Abstract By 2030, half the human population will be obese contributing to diabetes, cancer and cardiovascular disease. The gut peptide, vasoactive intestinal peptide (VIP) that acts as a regulator of innate and adaptive immunity, is elevated in obese humans. VIP mediates immunity changes through binding two receptors, called VPAC1 and VPAC2. Unfortunately, the pathways linking VIP signaling to obesity are not known. We hypothesized that defective VIP signaling would have an anti-obesity effect by lowering the gut firmicutes/bacteroidetes (f:b) ratio.
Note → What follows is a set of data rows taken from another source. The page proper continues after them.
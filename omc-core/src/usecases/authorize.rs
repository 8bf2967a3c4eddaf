use super::prelude::*;
use crate::authorization::authorize_role;

pub fn authorize_moderator(actor: &Actor) -> Result<()> {
    authorize(actor, Role::Moderator)
}

pub fn authorize_admin(actor: &Actor) -> Result<()> {
    authorize(actor, Role::Admin)
}

fn authorize(actor: &Actor, min_required_role: Role) -> Result<()> {
    authorize_role(actor, min_required_role).map_err(|_| {
        log::warn!(
            "Member {} with role {:?} is not authorized (required: {:?})",
            actor.id,
            actor.role,
            min_required_role
        );
        Error::Forbidden
    })
}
To this end, knockout mice deficient for VIP, VPAC1 or VPAC2, were used to collect 16S rRNA reads from fecal samples. Operational taxonomic units for each strain were compared against each other to determine changes in bacterial taxa. Moreover, differences in gene functions were analyzed using PICRUSt. These data revealed a significant decrease in the f:b ratio for mice deficient in VIP and VPAC2 compared to wild type controls. Heterozygous and homozygous littermates for the VIP mutation showed the greatest reduction in fecal bacterial richness and clustered differently when compared phylogenetically to wild type or VIP receptor knockout strains. Metabolome predictions indicated that genes regulating the circulatory system and cardiovascular disease were consistently altered in mice deficient for VIP or its two receptors. In summary, deficiency in the VIP signaling axis significantly alters the gut microbiota and microbiome.